# Hiberation attempts



## Kalandra (Aug 25, 2008)

We have had a few hedgehogs with hibernation attempts being posted to the forum lately and I have had a few people contact me lately via email (including a couple of deaths due to hibernation attempts). I wanted to bring the FAQ for hibernation attempts to everyone's attention.

Heat is extremely important to the well being of your hedgehog. Allowing the heat to drop too much can lead to a hibernation attempt and as mentioned above I have already seen a couple of people who have lost their hedgehogs from hibernation attempts. Keeping a steady and adequate heat is extremely important to their well being.

Below is the link in our FAQ sections for hibernation attempts. It includes symptoms to look for and what to do and what not to do.

Take a moment to review the information to ensure you are really prepared. Being prepared before hand will help you react to the situation in a positive way.

viewtopic.php?f=33&t=7474

Also keep in mind that once a hedgehog has attempted hibernation to continue to monitor your hedgehog closely for several weeks afterwards.

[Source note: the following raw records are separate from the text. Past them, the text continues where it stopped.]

use std::{error::Error, fs, path::Path};

use clap::Parser;
use cull::engine::SyntheticScenario;
use cull::pipeline::{optimize_sparse_cloud, RefineConfig};

/// Sparse-cloud refinement over a synthetic chunk.
#[derive(Debug, Parser)]
#[command(author, version, about = "Gradual-selection refinement pipeline")]
struct Args {
    /// Path to a JSON file containing a SyntheticScenario.
    #[arg(long)]
    scenario: String,

    /// Optional path to a JSON RefineConfig. Defaults are used if omitted.
    #[arg(long)]
    config: Option<String>,
}

fn load_json_file<T: serde::de::DeserializeOwned>(path: &Path) -> Result<T, Box<dyn Error>> {
    let data = fs::read_to_string(path)?;
    let value = serde_json::from_str(&data)?;
    Ok(value)
}

fn run_refinement_from_files(
    scenario_path: &str,
    config_path: Option<&str>,
) -> Result<String, Box<dyn Error>> {
    let scenario: SyntheticScenario = load_json_file(Path::new(scenario_path))?;

    let config = if let Some(cfg_path) = config_path {
        load_json_file::<RefineConfig>(Path::new(cfg_path))?
    } else {
        RefineConfig::default()
    };

    let mut chunk = scenario.build()?;
    let report = optimize_sparse_cloud(&mut chunk, &config)?;
    Ok(serde_json::to_string_pretty(&report)?)
}

fn main() {
    env_logger::init();
    if let Err(err) = try_main() {
        eprintln!("error: {err}");
        std::process::exit(1);
    }
}

fn try_main() -> Result<(), Box<dyn Error>> {
    let args = Args::parse();
    let json = run_refinement_from_files(&args.scenario, args.config.as_deref())?;
    println!("{}", json);
    Ok(())
}
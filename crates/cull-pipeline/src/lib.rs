//! Sparse-cloud refinement loop.
//!
//! [`optimize_sparse_cloud`] drives a reconstruction engine through
//! repeated cycles of gradual selection, point culling, and camera
//! optimization until the reprojection-error threshold of the surviving
//! cloud settles under a convergence gate. The two historical culling
//! styles (fixed uncertainty threshold versus fraction-of-cloud target)
//! are configuration variants of the same driver, not separate code paths.

mod refine;

pub use refine::*;
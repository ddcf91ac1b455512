use anyhow::Result;

use crate::{CameraFitMask, PointMetric};

/// Contract between the refinement core and a reconstruction engine.
///
/// The engine owns one chunk's sparse cloud and camera set. The core never
/// sees point data; it reads aggregate counts and drives the cloud through
/// selection, deletion, and camera-optimization commands. Every call blocks
/// until the engine answers.
///
/// Two guarantees implementations must provide:
/// - [`select_points`](SparseCloudEngine::select_points) replaces the prior
///   selection, it never accumulates;
/// - the count reported by
///   [`selected_point_count`](SparseCloudEngine::selected_point_count)
///   reflects the most recent selection.
///
/// Methods return `anyhow::Result` so adapters can surface arbitrary engine
/// failures. Callers in this workspace propagate those errors without
/// retrying; an unavailable engine or an empty cloud aborts the whole run.
pub trait SparseCloudEngine {
    /// Number of tie points currently in the cloud.
    fn total_point_count(&self) -> Result<usize>;

    /// Mark every point whose `metric` value exceeds `threshold` as
    /// selected, replacing any prior selection.
    fn select_points(&mut self, metric: PointMetric, threshold: f64) -> Result<()>;

    /// Number of points in the current selection.
    fn selected_point_count(&self) -> Result<usize>;

    /// Remove the selected points from the cloud.
    fn delete_selected_points(&mut self) -> Result<()>;

    /// Re-run camera optimization over the surviving points, refining only
    /// the parameters enabled in `fit`.
    fn optimize_cameras(&mut self, fit: &CameraFitMask) -> Result<()>;

    /// Override the chunk's tie-point accuracy setting, reweighting tie
    /// points in subsequent optimizations.
    fn set_tie_point_accuracy(&mut self, accuracy: f64) -> Result<()>;
}
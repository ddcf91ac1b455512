//! Ramp scan with elbow detection.
//!
//! An alternative to the damped search for clouds where no fixed selection
//! fraction makes sense: sweep the threshold upward by a fixed step,
//! recording how many points each stop selects, until the count drops to a
//! floor. The recorded curve is rescaled onto the sweep's index range and
//! each sample converted to a slope angle; the sample nearest 45 degrees is
//! reported as the elbow, the threshold where the curve turns from steep to
//! flat.

use cull_core::{PointMetric, SparseCloudEngine};
use serde::{Deserialize, Serialize};

use crate::{SearchError, SearchSeed};

/// Options for a ramp scan.
#[derive(Debug, Clone, Copy, PartialEq, Serialize, Deserialize)]
pub struct RampOptions {
    /// Start threshold and sweep step.
    pub seed: SearchSeed,
    /// The sweep stops once the selected count is at or below this floor.
    pub floor: usize,
    /// Maximum number of samples before the sweep gives up.
    pub max_samples: usize,
}

impl Default for RampOptions {
    fn default() -> Self {
        Self {
            seed: SearchSeed {
                threshold: 1.0,
                step: 1.0,
            },
            floor: 50_000,
            max_samples: 10_000,
        }
    }
}

/// Result of a ramp scan.
#[derive(Debug, Clone, PartialEq, Serialize, Deserialize)]
pub struct RampScan {
    /// Selected count at each sweep stop, first stop at the seed threshold.
    pub curve: Vec<usize>,
    /// Index of the elbow sample within `curve`.
    pub elbow_index: usize,
    /// Threshold at the elbow sample.
    pub elbow_threshold: f64,
}

/// Sweep the selection threshold and locate the curve's elbow.
///
/// # Errors
///
/// Fails fast on a non-positive step, a sweep that exhausts `max_samples`
/// before reaching the floor, a curve too short to carry an elbow, or a
/// flat curve. Engine failures propagate.
pub fn ramp_scan(
    engine: &mut dyn SparseCloudEngine,
    metric: PointMetric,
    options: RampOptions,
) -> Result<RampScan, SearchError> {
    if options.seed.step <= 0.0 {
        return Err(SearchError::NonPositiveStep(options.seed.step));
    }

    let total = engine.total_point_count()?;
    let mut threshold = options.seed.threshold;
    let mut selected = total;
    let mut curve = Vec::new();

    while selected > options.floor {
        if curve.len() == options.max_samples {
            return Err(SearchError::RampExhausted(options.max_samples));
        }
        engine.select_points(metric, threshold)?;
        selected = engine.selected_point_count()?;
        threshold += options.seed.step;
        curve.push(selected);
    }

    let elbow_index = locate_elbow(&curve)?;
    let elbow_threshold = options.seed.threshold + elbow_index as f64 * options.seed.step;
    log::debug!(
        "{metric} ramp scan: {} samples, elbow at index {elbow_index} (threshold {elbow_threshold})",
        curve.len()
    );

    Ok(RampScan {
        curve,
        elbow_index,
        elbow_threshold,
    })
}

/// Index of the sample whose rescaled slope angle is nearest 45 degrees.
fn locate_elbow(curve: &[usize]) -> Result<usize, SearchError> {
    if curve.len() < 3 {
        return Err(SearchError::RampTooShort(curve.len()));
    }

    let lo = curve.iter().copied().min().unwrap_or(0) as f64;
    let hi = curve.iter().copied().max().unwrap_or(0) as f64;
    if hi <= lo {
        return Err(SearchError::FlatRamp);
    }

    // Rescale each count onto [0, len - 2] and read it as a rise over a
    // unit run; the elbow sits where that slope passes 45 degrees.
    let out_span = (curve.len() - 2) as f64;
    let mut elbow = 0usize;
    let mut best = f64::INFINITY;
    for (index, &count) in curve[..curve.len() - 2].iter().enumerate() {
        let rise = ((count as f64 - lo) * (out_span / (hi - lo))).abs();
        let angle = rise.atan().to_degrees();
        let distance = (angle - 45.0).abs();
        if distance < best {
            best = distance;
            elbow = index;
        }
    }
    Ok(elbow)
}
//! Triangles over exact vertices.
//!
//! Conventions
//! - Vertices `a, b, c`; side `a` is opposite vertex `a` (segment `bc`), and so on.
//! - Angles come from the law of cosines with an exact squared numerator;
//!   they are `f64` leaves and never feed back into exact arithmetic.
//! - Right/obtuse tests and congruence/similarity are decided exactly on
//!   squared side lengths. Only the equilateral/isosceles/scalene split rounds
//!   floats, with the precision taken from `GeomCfg`.

use num_rational::BigRational;
use num_traits::{Signed, Zero};

use super::point::{collinear, cross, pairwise_distinct, Point};
use super::segment::Segment;
use crate::cfg::GeomCfg;
use crate::error::{GeomError, GeomResult};
use crate::number::{rat, round_to, to_f64};

/// Plane angle in radians.
#[derive(Clone, Copy, Debug, PartialEq, PartialOrd)]
pub struct Angle {
    radians: f64,
}

impl Angle {
    #[inline]
    pub fn from_radians(radians: f64) -> Self {
        Self { radians }
    }

    #[inline]
    pub fn radians(&self) -> f64 {
        self.radians
    }

    #[inline]
    pub fn degrees(&self) -> f64 {
        self.radians.to_degrees()
    }
}

#[derive(Clone, Debug)]
pub struct Triangle {
    vertices: [Point; 3],
    sides: [Segment; 3],
    angles: [Angle; 3],
    cfg: GeomCfg,
}

impl Triangle {
    /// Triangle with the default rounding configuration.
    pub fn new(a: Point, b: Point, c: Point) -> GeomResult<Self> {
        Self::with_cfg(a, b, c, GeomCfg::default())
    }

    pub fn with_cfg(a: Point, b: Point, c: Point, cfg: GeomCfg) -> GeomResult<Self> {
        if !pairwise_distinct(&[&a, &b, &c]) {
            return Err(GeomError::invalid("triangle vertices must be different"));
        }
        if collinear(&a, &b, &c) {
            return Err(GeomError::invalid("triangle vertices must not be aligned"));
        }
        let sides = [
            Segment::new(b.clone(), c.clone())?,
            Segment::new(a.clone(), c.clone())?,
            Segment::new(a.clone(), b.clone())?,
        ];
        let angles = [
            law_of_cosines(&sides[0], &sides[1], &sides[2]),
            law_of_cosines(&sides[1], &sides[0], &sides[2]),
            law_of_cosines(&sides[2], &sides[0], &sides[1]),
        ];
        Ok(Self {
            vertices: [a, b, c],
            sides,
            angles,
            cfg,
        })
    }

    pub fn vertices(&self) -> &[Point; 3] {
        &self.vertices
    }

    pub fn sides(&self) -> &[Segment; 3] {
        &self.sides
    }

    pub fn angles(&self) -> &[Angle; 3] {
        &self.angles
    }

    pub fn cfg(&self) -> GeomCfg {
        self.cfg
    }

    fn squared_sides(&self) -> [BigRational; 3] {
        std::array::from_fn(|i| self.sides[i].length().square().clone())
    }

    fn sorted_squared_sides(&self) -> [BigRational; 3] {
        let mut sq = self.squared_sides();
        sq.sort();
        sq
    }

    /// For each vertex: `b² + c² - a²` with `a` the opposite side.
    /// Its sign is the sign of the cosine of that angle.
    fn cosine_numerators(&self) -> [BigRational; 3] {
        let [a, b, c] = self.squared_sides();
        [&b + &c - &a, &a + &c - &b, &a + &b - &c]
    }

    pub fn is_right_angled(&self) -> bool {
        self.cosine_numerators().iter().any(|n| n.is_zero())
    }

    pub fn is_obtuse(&self) -> bool {
        self.cosine_numerators().iter().any(|n| n.is_negative())
    }

    pub fn is_acute(&self) -> bool {
        !self.is_right_angled() && !self.is_obtuse()
    }

    /// Number of distinct side lengths after rounding to `cfg.side_decimals`.
    fn distinct_rounded_sides(&self) -> usize {
        let mut lengths: Vec<f64> = self
            .sides
            .iter()
            .map(|s| round_to(s.length().to_f64(), self.cfg.side_decimals))
            .collect();
        lengths.sort_by(|a, b| a.partial_cmp(b).unwrap_or(std::cmp::Ordering::Equal));
        lengths.dedup();
        lengths.len()
    }

    pub fn is_equilateral(&self) -> bool {
        self.distinct_rounded_sides() == 1
    }

    /// At least two equal sides (equilateral included).
    pub fn is_isosceles(&self) -> bool {
        self.distinct_rounded_sides() <= 2
    }

    pub fn is_scalene(&self) -> bool {
        self.distinct_rounded_sides() == 3
    }

    pub fn perimeter(&self) -> f64 {
        self.sides.iter().map(|s| s.length().to_f64()).sum()
    }

    /// `½·a·b·sin(C)` rounded to `decimals`.
    pub fn area(&self, decimals: u32) -> f64 {
        let a = self.sides[0].length().to_f64();
        let b = self.sides[1].length().to_f64();
        round_to(a * b * self.angles[2].radians().sin() / 2.0, decimals)
    }

    /// Shoelace area, exact.
    pub fn exact_area(&self) -> BigRational {
        let [a, b, c] = &self.vertices;
        cross(a, b, c).abs() / rat(2)
    }

    /// Same side lengths, any placement.
    pub fn is_congruent(&self, other: &Triangle) -> bool {
        self.sorted_squared_sides() == other.sorted_squared_sides()
    }

    /// Same angles. Decided exactly: sorted sides must be proportional.
    pub fn is_similar(&self, other: &Triangle) -> bool {
        let [s0, s1, s2] = self.sorted_squared_sides();
        let [t0, t1, t2] = other.sorted_squared_sides();
        &s0 * &t1 == &s1 * &t0 && &s0 * &t2 == &s2 * &t0
    }
}

/// Same vertex set, in any order.
impl PartialEq for Triangle {
    fn eq(&self, other: &Self) -> bool {
        self.vertices.iter().all(|v| other.vertices.contains(v))
    }
}

impl Eq for Triangle {}

/// Angle opposite `side1`, from `side1² = side2² + side3² - 2·side2·side3·cos`.
fn law_of_cosines(side1: &Segment, side2: &Segment, side3: &Segment) -> Angle {
    let (l1, l2, l3) = (side1.length(), side2.length(), side3.length());
    let numerator = l2.square() + l3.square() - l1.square();
    let cosine = to_f64(&numerator) / (2.0 * l2.to_f64() * l3.to_f64());
    Angle::from_radians(cosine.clamp(-1.0, 1.0).acos())
}
use num_rational::BigRational;
use num_traits::{One, Signed, Zero};

use super::{Conic, ConicSection};
use crate::error::{GeomError, GeomResult};
use crate::number::{rat, Radical};
use crate::plane::{Point, Segment};
use crate::solvers::solve3;

/// Circle `x² + y² + x·x + y·y + k = 0`.
#[derive(Clone, Debug)]
pub struct Circle {
    conic: Conic,
    center: Point,
    radius2: BigRational,
}

impl Circle {
    /// From the linear and constant coefficients of the monic equation.
    pub fn new(x: BigRational, y: BigRational, k: BigRational) -> GeomResult<Self> {
        Self::try_from(Conic::new(rat(1), rat(1), x, y, k)?)
    }

    pub fn by_definition(center: &Point, radius: &BigRational) -> GeomResult<Self> {
        if !radius.is_positive() {
            return Err(GeomError::invalid("radius must be positive"));
        }
        Self::build_by(center, &(radius * radius))
    }

    /// Circle with `diameter` as a diameter. Exact: r² = length² / 4.
    pub fn by_diameter(diameter: &Segment) -> GeomResult<Self> {
        let radius2 = diameter.length().square() / rat(4);
        Self::build_by(&diameter.mid(), &radius2)
    }

    /// Circle through three non-collinear points.
    pub fn by_three_points(p1: &Point, p2: &Point, p3: &Point) -> GeomResult<Self> {
        let row = |p: &Point| [p.x.clone(), p.y.clone(), rat(1)];
        let rhs = |p: &Point| -(&p.x * &p.x + &p.y * &p.y);
        let [alpha, beta, gamma] = solve3(
            &row(p1),
            &row(p2),
            &row(p3),
            &[rhs(p1), rhs(p2), rhs(p3)],
        )
        .map_err(|e| e.into_invalid("invalid points: no circle passes through them"))?;
        Self::new(alpha, beta, gamma)
    }

    /// Unit circle centered at the origin.
    pub fn unit() -> Self {
        let (zero, one) = (BigRational::zero(), BigRational::one());
        Self {
            conic: Conic::from_canonical([
                one.clone(),
                one.clone(),
                zero.clone(),
                zero.clone(),
                -one.clone(),
            ]),
            center: Point::origin(),
            radius2: one,
        }
    }

    pub fn is_unit(&self) -> bool {
        *self == Self::unit()
    }

    fn build_by(center: &Point, radius2: &BigRational) -> GeomResult<Self> {
        Self::new(
            -&center.x * rat(2),
            -&center.y * rat(2),
            &center.x * &center.x + &center.y * &center.y - radius2,
        )
    }

    pub fn center(&self) -> &Point {
        &self.center
    }

    pub fn radius(&self) -> Radical {
        Radical::from_square_unchecked(self.radius2.clone())
    }

    /// Same radius, any center.
    pub fn is_congruent(&self, other: &Circle) -> bool {
        self.radius2 == other.radius2
    }
}

impl TryFrom<Conic> for Circle {
    type Error = GeomError;

    fn try_from(conic: Conic) -> GeomResult<Self> {
        if conic.x2() != conic.y2() {
            return Err(GeomError::invalid(
                "invalid coefficients: x² and y² coefficients differ",
            ));
        }
        let d = conic.determine()?;
        if !d.excess.is_positive() {
            return Err(GeomError::invalid(
                "invalid coefficients: circle has no positive radius",
            ));
        }
        Ok(Self {
            center: d.center,
            radius2: d.x_half_axis_squared,
            conic,
        })
    }
}

impl ConicSection for Circle {
    fn conic(&self) -> &Conic {
        &self.conic
    }

    fn eccentricity(&self) -> Radical {
        Radical::zero()
    }
}

/// Same center and radius.
impl PartialEq for Circle {
    fn eq(&self, other: &Self) -> bool {
        self.center == other.center && self.radius2 == other.radius2
    }
}

impl Eq for Circle {}
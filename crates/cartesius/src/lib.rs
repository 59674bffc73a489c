//! Planar analytic geometry over exact rationals.
//!
//! Lines, segments, triangles and conic sections (circle, ellipse, hyperbola,
//! parabola) are algebraic values built from `BigRational` coefficients.
//! Equality, congruence, foci, asymptotes and classification are derived
//! algebraically; floating point appears only at leaves such as lengths and
//! angles (`number::Radical::to_f64`, `plane::Angle`).
//!
//! Layout
//! - `number`: exact helpers, canonical scaling, equation formatting.
//! - `solvers`: Cramer's rule for 2×2 and 3×3 systems.
//! - `plane`: points, lines, segments, triangles.
//! - `conic`: the normalized `Conic` tuple, the determinator and the variants.
//!
//! All constructors are fallible and return `GeomError` on invalid input;
//! every value is immutable once built.

pub mod cfg;
pub mod conic;
pub mod error;
pub mod number;
pub mod plane;
pub mod solvers;

/// Library version string.
pub const VERSION: &str = env!("CARGO_PKG_VERSION");

pub use cfg::GeomCfg;
pub use error::{GeomError, GeomResult};

/// Common exports for quick imports in callers.
pub mod prelude {
    pub use crate::cfg::GeomCfg;
    pub use crate::conic::{
        Circle, Conic, ConicSection, Ellipse, Hyperbola, Orientation, Parabola,
    };
    pub use crate::error::{GeomError, GeomResult};
    pub use crate::number::{parse_rational, rat, ratio, Radical};
    pub use crate::plane::{collinear, Angle, Line, Point, Segment, Slope, Triangle};
    pub use crate::solvers::{solve2, solve3};
    pub use nalgebra::Vector2 as Vec2;
    pub use num_rational::BigRational;
}
//! Degree-1 objects and polygons over exact points.
//!
//! - `Point`: exact coordinates plus the small collaborator surface the
//!   conic engine needs (midpoint, distance, alignment, collinearity).
//! - `Line`: `a·x + b·y + k = 0`, equality on the induced line.
//! - `Segment`: two distinct points, its line, exact squared length.
//! - `Triangle`, `Angle`: law-of-cosines angles and classification.

mod line;
mod point;
mod segment;
mod triangle;

pub use line::{Line, Slope};
pub use point::{collinear, cross, pairwise_distinct, Point};
pub use segment::Segment;
pub use triangle::{Angle, Triangle};

#[cfg(test)]
mod tests;
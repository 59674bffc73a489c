//! Exact-number helpers: rational construction, canonical scaling, the
//! `Radical` length type and the equation formatter.
//!
//! Exactness boundary
//! - Coefficients, coordinates and squared lengths are `BigRational`.
//! - A length is a `Radical`: it is stored as its exact square and only turns
//!   into an `f64` at the leaf (`Radical::to_f64`). Floats never flow back
//!   into coefficient arithmetic.

use std::fmt;

use num_bigint::BigInt;
use num_rational::BigRational;
use num_traits::{One, Signed, ToPrimitive, Zero};

use crate::cfg::MAX_DECIMALS;
use crate::error::{GeomError, GeomResult};

/// Integer as an exact rational.
#[inline]
pub fn rat(n: i64) -> BigRational {
    BigRational::from_integer(BigInt::from(n))
}

/// `n/d` as an exact rational. Panics on `d == 0`; meant for literals.
#[inline]
pub fn ratio(n: i64, d: i64) -> BigRational {
    BigRational::new(BigInt::from(n), BigInt::from(d))
}

/// Parse `"3"`, `"-3/4"` or `"0.25"` into an exact rational.
pub fn parse_rational(input: &str) -> GeomResult<BigRational> {
    let text = input.trim();
    let err = || GeomError::InvalidNumber {
        input: input.to_string(),
    };
    // The BigInt parser accepts digit separators; plain decimals do not.
    if text.contains('_') {
        return Err(err());
    }
    if let Some((int, frac)) = text.split_once('.') {
        if frac.is_empty() || !frac.bytes().all(|b| b.is_ascii_digit()) {
            return Err(err());
        }
        let digits = format!("{int}{frac}");
        let numer: BigInt = digits.parse().map_err(|_| err())?;
        let denom = num_traits::pow(BigInt::from(10), frac.len());
        return Ok(BigRational::new(numer, denom));
    }
    text.parse::<BigRational>().map_err(|_| err())
}

/// Scale a coefficient tuple so its first non-zero entry is `1`.
///
/// Two tuples describing the same curve differ only by a non-zero factor, so
/// after this step they are identical. An all-zero tuple describes no curve.
pub fn normalize<const N: usize>(coeffs: [BigRational; N]) -> GeomResult<[BigRational; N]> {
    let lead = coeffs
        .iter()
        .find(|c| !c.is_zero())
        .cloned()
        .ok_or_else(|| GeomError::invalid("all coefficients are zero"))?;
    Ok(coeffs.map(|c| c / &lead))
}

/// Render `coeff·label` terms as `+2x -1y +1 = 0`.
///
/// Zero terms are dropped and the signs flipped when the first kept term is
/// negative. The constant term uses an empty label.
pub fn format_equation(terms: &[(&str, &BigRational)]) -> String {
    let kept: Vec<&(&str, &BigRational)> = terms.iter().filter(|(_, c)| !c.is_zero()).collect();
    let Some(first) = kept.first() else {
        return "0 = 0".to_string();
    };
    let flip = first.1.is_negative();
    let mut parts: Vec<String> = kept
        .iter()
        .map(|(label, c)| {
            let value = if flip { -(*c).clone() } else { (*c).clone() };
            monomial(&value, label)
        })
        .collect();
    parts.push("= 0".to_string());
    parts.join(" ")
}

fn monomial(value: &BigRational, label: &str) -> String {
    let sign = if value.is_negative() { '-' } else { '+' };
    let magnitude = value.abs();
    if magnitude.denom().is_one() {
        format!("{sign}{}{label}", magnitude.numer())
    } else {
        format!("{sign}({magnitude}){label}")
    }
}

/// Exact square root, when `q` is the square of a rational.
pub fn sqrt_exact(q: &BigRational) -> Option<BigRational> {
    if q.is_negative() {
        return None;
    }
    let n = q.numer().sqrt();
    let d = q.denom().sqrt();
    if &(&n * &n) == q.numer() && &(&d * &d) == q.denom() {
        Some(BigRational::new(n, d))
    } else {
        None
    }
}

/// Lossy conversion for leaf computations.
#[inline]
pub fn to_f64(q: &BigRational) -> f64 {
    q.to_f64().unwrap_or(f64::NAN)
}

/// Round to a fixed number of decimal places, at most [`MAX_DECIMALS`].
///
/// Values too large to scale are returned unchanged.
#[inline]
pub fn round_to(value: f64, decimals: u32) -> f64 {
    let scale = 10f64.powi(decimals.min(MAX_DECIMALS) as i32);
    let scaled = value * scale;
    if scaled.is_finite() {
        scaled.round() / scale
    } else {
        value
    }
}

/// Non-negative real number known exactly through its square.
///
/// Invariants:
/// - `square >= 0`.
/// - Equality and ordering compare squares, so they are exact.
#[derive(Clone, Debug, PartialEq, Eq, Hash, PartialOrd, Ord)]
pub struct Radical {
    square: BigRational,
}

impl Radical {
    /// `√square`; `None` for negative input.
    pub fn from_square(square: BigRational) -> Option<Self> {
        if square.is_negative() {
            None
        } else {
            Some(Self { square })
        }
    }

    pub fn zero() -> Self {
        Self {
            square: BigRational::zero(),
        }
    }

    pub fn one() -> Self {
        Self {
            square: BigRational::one(),
        }
    }

    /// Caller guarantees `square >= 0`.
    pub(crate) fn from_square_unchecked(square: BigRational) -> Self {
        debug_assert!(!square.is_negative(), "radical of a negative square");
        Self { square }
    }

    #[inline]
    pub fn square(&self) -> &BigRational {
        &self.square
    }

    #[inline]
    pub fn is_zero(&self) -> bool {
        self.square.is_zero()
    }

    /// The root itself when it is rational.
    pub fn exact(&self) -> Option<BigRational> {
        sqrt_exact(&self.square)
    }

    /// Approximate value (leaf only).
    pub fn to_f64(&self) -> f64 {
        to_f64(&self.square).sqrt()
    }
}

impl fmt::Display for Radical {
    fn fmt(&self, f: &mut fmt::Formatter<'_>) -> fmt::Result {
        match self.exact() {
            Some(root) => write!(f, "{root}"),
            None => write!(f, "√({})", self.square),
        }
    }
}
//! Conic sections over exact coefficients.
//!
//! Purpose
//! - Represent every degree-2 curve as one normalized coefficient tuple
//!   (`Conic`), so two constructions of the same curve store the same tuple.
//! - Let each variant (`Circle`, `Ellipse`, `Hyperbola`, `Parabola`) offer
//!   geometric constructors that only compute implicit coefficients and then
//!   funnel through `TryFrom<Conic>`, the one place where invariants are checked.
//!
//! Layout
//! - `determinator`: center / determinant value / orientation, shared by all.
//! - one file per variant; shared behavior lives on the `ConicSection` trait.

pub mod determinator;

mod circle;
mod ellipse;
mod hyperbola;
mod parabola;

pub use circle::Circle;
pub use determinator::Orientation;
pub use ellipse::Ellipse;
pub use hyperbola::Hyperbola;
pub use parabola::Parabola;

use num_rational::BigRational;
use num_traits::{One, Zero};

use crate::error::{GeomError, GeomResult};
use crate::number::{format_equation, normalize, Radical};
use crate::plane::Point;

/// Normalized `x2·x² + y2·y² + x·x + y·y + k = 0`.
///
/// Invariants:
/// - The first non-zero coefficient is `1`.
/// - `x2` and `y2` are not both zero (the equation has degree 2).
#[derive(Clone, Debug, PartialEq, Eq, Hash)]
pub struct Conic {
    x2: BigRational,
    y2: BigRational,
    x: BigRational,
    y: BigRational,
    k: BigRational,
}

impl Conic {
    pub fn new(
        x2: BigRational,
        y2: BigRational,
        x: BigRational,
        y: BigRational,
        k: BigRational,
    ) -> GeomResult<Self> {
        if x2.is_zero() && y2.is_zero() {
            return Err(GeomError::invalid(
                "invalid coefficients: x² and y² coefficients are both zero",
            ));
        }
        let [x2, y2, x, y, k] = normalize([x2, y2, x, y, k])?;
        Ok(Self { x2, y2, x, y, k })
    }

    /// Caller guarantees the tuple is already normalized.
    pub(crate) fn from_canonical(coeffs: [BigRational; 5]) -> Self {
        debug_assert!(
            coeffs.iter().find(|c| !c.is_zero()).is_some_and(|c| c.is_one()),
            "tuple is not normalized"
        );
        let [x2, y2, x, y, k] = coeffs;
        Self { x2, y2, x, y, k }
    }

    pub fn x2(&self) -> &BigRational {
        &self.x2
    }

    pub fn y2(&self) -> &BigRational {
        &self.y2
    }

    pub fn x(&self) -> &BigRational {
        &self.x
    }

    pub fn y(&self) -> &BigRational {
        &self.y
    }

    pub fn k(&self) -> &BigRational {
        &self.k
    }

    /// `[x2, y2, x, y, k]`.
    pub fn coefficients(&self) -> [&BigRational; 5] {
        [&self.x2, &self.y2, &self.x, &self.y, &self.k]
    }

    pub(crate) fn determine(&self) -> GeomResult<determinator::Determination> {
        determinator::determine(&self.x2, &self.y2, &self.x, &self.y, &self.k)
    }

    /// Left-hand side evaluated at `p`.
    pub fn evaluate(&self, p: &Point) -> BigRational {
        &self.x2 * &p.x * &p.x + &self.y2 * &p.y * &p.y + &self.x * &p.x + &self.y * &p.y
            + &self.k
    }

    pub fn to_equation(&self) -> String {
        format_equation(&[
            ("x^2", &self.x2),
            ("y^2", &self.y2),
            ("x", &self.x),
            ("y", &self.y),
            ("", &self.k),
        ])
    }
}

/// Behavior shared by every conic variant.
pub trait ConicSection {
    /// The normalized coefficient tuple.
    fn conic(&self) -> &Conic;

    fn eccentricity(&self) -> Radical;

    fn to_equation(&self) -> String {
        self.conic().to_equation()
    }

    /// Exact membership: the equation holds at `p`.
    fn contains(&self, p: &Point) -> bool {
        self.conic().evaluate(p).is_zero()
    }
}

Risk of URIs and other problems may pop up.


----------



## Hissy-Fit-Hazel (Jul 15, 2011)

Good reminder to keep a close eye ...what I don't see in that thread and I was wondering about recently is if an hr has gone by with little response and you head to the vet what is it that they will do exactly? What is the best course of action if you have to see an on call vet? They may know zero...and knowing what to tell them to do is important for all of us in those circumstances. 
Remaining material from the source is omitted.